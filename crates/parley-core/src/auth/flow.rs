//! Authentication stanza flow.
//!
//! ```text
//! authenticate ─┬─> <auth/> ──> challenge* ──> success ──> restart
//!               │                   │                        │
//!               │                failure                 features
//!               │                   ↓                        ↓
//!               │                AuthFail              bind (+ session)
//!               │                                            ↓
//!               └─> jabber:iq:auth get ──> set ──────────> Connected
//! ```
//!
//! Every step is a system handler, so it runs before the session is
//! authenticated. SASL handlers stay installed until success or failure;
//! IQ steps are one-shot.

use parley_proto::{Element, jid, ns, stanza};
use tracing::{debug, info, warn};

use super::{AuthContext, Credentials, Mechanism, MechanismFlags, Selection, select};
use crate::{
    connection::Connection,
    env::Environment,
    error::HandlerError,
    handler::Matcher,
    status::{Status, condition},
};

const BIND_ID: &str = "_bind_auth_2";
const SESSION_ID: &str = "_session_auth_2";
const LEGACY_QUERY_ID: &str = "_auth_1";
const LEGACY_SET_ID: &str = "_auth_2";

impl<E: Environment> Connection<E> {
    /// Pick a mechanism among those the server advertised and start it.
    pub(crate) fn authenticate(&mut self, advertised: MechanismFlags) {
        let has_node = jid::node(&self.jid).is_some();
        let env = &self.env;
        let selection = select(has_node, self.config.mechanisms, advertised, || {
            let mut nonce = [0u8; 16];
            env.random_bytes(&mut nonce);
            hex::encode(nonce)
        });

        match selection {
            Ok(Selection::Sasl(mechanism)) => self.start_sasl(mechanism),
            Ok(Selection::Legacy) => self.start_legacy(),
            Err(err) => {
                warn!(?advertised, condition = err.condition(), "no usable authentication");
                self.change_status(Status::ConnFail, Some(err.condition()));
                self.disconnect(Some(err.condition()));
            },
        }
    }

    fn credentials(&self) -> Credentials<'_> {
        Credentials { jid: &self.jid, password: self.password.as_deref().unwrap_or_default() }
    }

    fn start_sasl(&mut self, mut mechanism: Mechanism) {
        self.change_status(Status::Authenticating, None);
        info!(mechanism = mechanism.name(), "starting SASL authentication");

        let initial = mechanism.initial_response(&self.credentials());
        let mut auth = Element::new("auth")
            .with_attr("xmlns", ns::SASL)
            .with_attr("mechanism", mechanism.name());
        if let Some(text) = initial {
            auth.push_text(text);
        }

        let sasl = |name: &str| Matcher::new().name(name).namespace(ns::SASL);
        let handlers = vec![
            self.add_system_handler(sasl("success"), |conn, el| conn.on_sasl_success(el)),
            self.add_system_handler(sasl("failure"), |conn, el| conn.on_sasl_failure(el)),
            self.add_system_handler(sasl("challenge"), |conn, el| conn.on_sasl_challenge(el)),
        ];
        self.auth = Some(AuthContext { mechanism, handlers });
        self.send(auth);
    }

    fn on_sasl_challenge(&mut self, challenge: &Element) -> Result<bool, HandlerError> {
        let Some(mut context) = self.auth.take() else {
            return Ok(false);
        };

        match context.mechanism.respond(&challenge.text(), &self.credentials()) {
            Ok(text) => {
                self.auth = Some(context);
                let mut response = Element::new("response").with_attr("xmlns", ns::SASL);
                if !text.is_empty() {
                    response.push_text(text);
                }
                self.send(response);
                Ok(true)
            },
            Err(err) => {
                self.auth = Some(context);
                self.auth_failed(None);
                Err(err.into())
            },
        }
    }

    fn on_sasl_success(&mut self, success: &Element) -> Result<bool, HandlerError> {
        let Some(context) = self.auth.take() else {
            return Ok(false);
        };

        if let Err(err) = context.mechanism.verify_success(&success.text()) {
            self.auth = Some(context);
            self.auth_failed(None);
            return Err(err.into());
        }
        info!(mechanism = context.mechanism.name(), "SASL authentication succeeded");

        for id in context.handlers {
            self.delete_handler(id);
        }
        self.add_system_handler(Matcher::new().name("features"), |conn, features| {
            conn.on_restart_features(features)
        });
        self.send_restart();
        Ok(false)
    }

    fn on_sasl_failure(&mut self, failure: &Element) -> Result<bool, HandlerError> {
        let reason = failure.children().next().map(|child| child.local_name().to_string());
        warn!(condition = reason.as_deref().unwrap_or(""), "SASL authentication failed");
        self.auth_failed(reason.as_deref());
        Ok(false)
    }

    /// Drop the SASL context and its handlers and report `AuthFail`
    fn auth_failed(&mut self, reason: Option<&str>) {
        if let Some(context) = self.auth.take() {
            for id in context.handlers {
                self.delete_handler(id);
            }
        }
        self.change_status(Status::AuthFail, reason);
    }

    /// Stream features after the post-SASL restart
    fn on_restart_features(&mut self, features: &Element) -> Result<bool, HandlerError> {
        self.features = Some(features.clone());
        self.do_bind = features.child("bind").is_some();
        self.do_session = features.child("session").is_some();

        if !self.do_bind {
            warn!("server offered no resource binding");
            self.auth_failed(None);
            return Ok(false);
        }

        self.add_system_handler(Matcher::new().name("iq").id(BIND_ID), |conn, reply| {
            conn.on_bind_result(reply)
        });

        let mut bind = Element::new("bind").with_attr("xmlns", ns::BIND);
        if let Some(resource) = jid::resource(&self.jid) {
            bind.push_child(Element::new("resource").with_text(resource));
        }
        self.send(stanza::iq("set", Some(BIND_ID)).with_child(bind));
        Ok(false)
    }

    fn on_bind_result(&mut self, reply: &Element) -> Result<bool, HandlerError> {
        if reply.attr("type") == Some("error") {
            let reason = reply.has_descendant("conflict").then_some(condition::CONFLICT);
            warn!(condition = reason.unwrap_or(""), "resource binding failed");
            self.auth_failed(reason);
            return Ok(false);
        }

        let bound = reply
            .descendants("bind")
            .first()
            .and_then(|bind| bind.child("jid"))
            .map(Element::text)
            .filter(|bound| !bound.is_empty());
        let Some(bound) = bound else {
            warn!("bind result carried no JID");
            self.auth_failed(None);
            return Ok(false);
        };
        debug!(jid = bound.as_str(), "resource bound");
        self.jid = bound;

        if self.do_session {
            self.add_system_handler(Matcher::new().name("iq").id(SESSION_ID), |conn, reply| {
                conn.on_session_result(reply)
            });
            let session = Element::new("session").with_attr("xmlns", ns::SESSION);
            self.send(stanza::iq("set", Some(SESSION_ID)).with_child(session));
        } else {
            self.authenticated = true;
            self.change_status(Status::Connected, None);
        }
        Ok(false)
    }

    fn on_session_result(&mut self, reply: &Element) -> Result<bool, HandlerError> {
        match reply.attr("type") {
            Some("result") => {
                self.authenticated = true;
                self.change_status(Status::Connected, None);
            },
            Some("error") => {
                warn!("session establishment failed");
                self.auth_failed(None);
            },
            other => return Err(HandlerError::UnexpectedIqType(other.map(str::to_owned))),
        }
        Ok(false)
    }

    fn start_legacy(&mut self) {
        self.change_status(Status::Authenticating, None);
        info!("starting legacy authentication");

        self.add_system_handler(Matcher::new().name("iq").id(LEGACY_QUERY_ID), |conn, reply| {
            conn.on_legacy_fields(reply)
        });

        let username = jid::node(&self.jid).unwrap_or_default().to_string();
        let query = Element::new("query")
            .with_attr("xmlns", ns::AUTH)
            .with_child(Element::new("username").with_text(username));
        let iq = stanza::iq("get", Some(LEGACY_QUERY_ID))
            .with_attr("to", self.domain.as_str())
            .with_child(query);
        self.send(iq);
    }

    fn on_legacy_fields(&mut self, _fields: &Element) -> Result<bool, HandlerError> {
        if jid::resource(&self.jid).is_none() {
            self.jid = format!("{}/{}", jid::bare(&self.jid), self.config.legacy_resource);
        }
        let username = jid::node(&self.jid).unwrap_or_default().to_string();
        let password = self.password.clone().unwrap_or_default();
        let resource = jid::resource(&self.jid).unwrap_or_default().to_string();

        self.add_system_handler(Matcher::new().name("iq").id(LEGACY_SET_ID), |conn, reply| {
            conn.on_legacy_result(reply)
        });

        let query = Element::new("query")
            .with_attr("xmlns", ns::AUTH)
            .with_child(Element::new("username").with_text(username))
            .with_child(Element::new("password").with_text(password))
            .with_child(Element::new("resource").with_text(resource));
        self.send(stanza::iq("set", Some(LEGACY_SET_ID)).with_child(query));
        Ok(false)
    }

    fn on_legacy_result(&mut self, reply: &Element) -> Result<bool, HandlerError> {
        match reply.attr("type") {
            Some("result") => {
                self.authenticated = true;
                self.change_status(Status::Connected, None);
            },
            Some("error") => {
                warn!("legacy authentication failed");
                self.change_status(Status::AuthFail, None);
                self.disconnect(None);
            },
            other => return Err(HandlerError::UnexpectedIqType(other.map(str::to_owned))),
        }
        Ok(false)
    }
}
//! DIGEST-MD5 client state (RFC 2831, `qop=auth` only).
//!
//! Two challenge rounds: the first carries realm and nonce and is answered
//! with the computed `response`; the second carries `rspauth` and is
//! answered with an empty response.

use base64::{Engine, engine::general_purpose::STANDARD};

use super::{Credentials, attributes, decode_text};
use crate::{
    crypto::{self, DigestInput},
    error::AuthError,
};

/// One DIGEST-MD5 exchange
#[derive(Debug, Clone, PartialEq, Eq)]
pub struct DigestMd5 {
    cnonce: String,
    rounds: u8,
}

impl DigestMd5 {
    /// New exchange with a client nonce
    #[must_use]
    pub fn new(cnonce: String) -> Self {
        Self { cnonce, rounds: 0 }
    }

    /// Base64 response to the next challenge; empty for the final round
    pub(crate) fn respond(
        &mut self,
        challenge: &str,
        credentials: &Credentials<'_>,
    ) -> Result<String, AuthError> {
        self.rounds += 1;
        match self.rounds {
            1 => self.digest_response(challenge, credentials),
            2 => Ok(String::new()),
            _ => Err(AuthError::UnexpectedChallenge("DIGEST-MD5")),
        }
    }

    fn digest_response(
        &self,
        challenge: &str,
        credentials: &Credentials<'_>,
    ) -> Result<String, AuthError> {
        let text = decode_text(challenge)?;
        let fields = attributes(&text);
        let field = |name: &str| {
            fields.iter().find(|(key, _)| key == name).map(|(_, value)| value.as_str())
        };

        let nonce = field("nonce").ok_or(AuthError::MissingField("nonce"))?;
        let realm = field("realm").unwrap_or("");
        let mut digest_uri = format!("xmpp/{}", credentials.domain());
        if let Some(host) = field("host") {
            digest_uri.push('/');
            digest_uri.push_str(host);
        }

        let username = credentials.username();
        let response = crypto::digest_md5_response(&DigestInput {
            username,
            realm,
            password: credentials.password,
            nonce,
            cnonce: &self.cnonce,
            digest_uri: &digest_uri,
        });

        let text = format!(
            "username={},realm={},nonce={},cnonce={},nc=00000001,qop=auth,\
             digest-uri={},response={},charset=utf-8",
            quote(username),
            quote(realm),
            quote(nonce),
            quote(&self.cnonce),
            quote(&digest_uri),
            response,
        );
        Ok(STANDARD.encode(text))
    }
}

fn quote(value: &str) -> String {
    format!("\"{}\"", value.replace('\\', "\\\\").replace('"', "\\\""))
}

Instructions for the task. Look for the line that contains "One DIGEST-MD5 exchange" in the listing above. Set down that line and each line after it, ending with the last one.

Solution below.
/// One DIGEST-MD5 exchange
#[derive(Debug, Clone, PartialEq, Eq)]
pub struct DigestMd5 {
    cnonce: String,
    rounds: u8,
}

impl DigestMd5 {
    /// New exchange with a client nonce
    #[must_use]
    pub fn new(cnonce: String) -> Self {
        Self { cnonce, rounds: 0 }
    }

    /// Base64 response to the next challenge; empty for the final round
    pub(crate) fn respond(
        &mut self,
        challenge: &str,
        credentials: &Credentials<'_>,
    ) -> Result<String, AuthError> {
        self.rounds += 1;
        match self.rounds {
            1 => self.digest_response(challenge, credentials),
            2 => Ok(String::new()),
            _ => Err(AuthError::UnexpectedChallenge("DIGEST-MD5")),
        }
    }

    fn digest_response(
        &self,
        challenge: &str,
        credentials: &Credentials<'_>,
    ) -> Result<String, AuthError> {
        let text = decode_text(challenge)?;
        let fields = attributes(&text);
        let field = |name: &str| {
            fields.iter().find(|(key, _)| key == name).map(|(_, value)| value.as_str())
        };

        let nonce = field("nonce").ok_or(AuthError::MissingField("nonce"))?;
        let realm = field("realm").unwrap_or("");
        let mut digest_uri = format!("xmpp/{}", credentials.domain());
        if let Some(host) = field("host") {
            digest_uri.push('/');
            digest_uri.push_str(host);
        }

        let username = credentials.username();
        let response = crypto::digest_md5_response(&DigestInput {
            username,
            realm,
            password: credentials.password,
            nonce,
            cnonce: &self.cnonce,
            digest_uri: &digest_uri,
        });

        let text = format!(
            "username={},realm={},nonce={},cnonce={},nc=00000001,qop=auth,\
             digest-uri={},response={},charset=utf-8",
            quote(username),
            quote(realm),
            quote(nonce),
            quote(&self.cnonce),
            quote(&digest_uri),
            response,
        );
        Ok(STANDARD.encode(text))
    }
}

fn quote(value: &str) -> String {
    format!("\"{}\"", value.replace('\\', "\\\\").replace('"', "\\\""))
}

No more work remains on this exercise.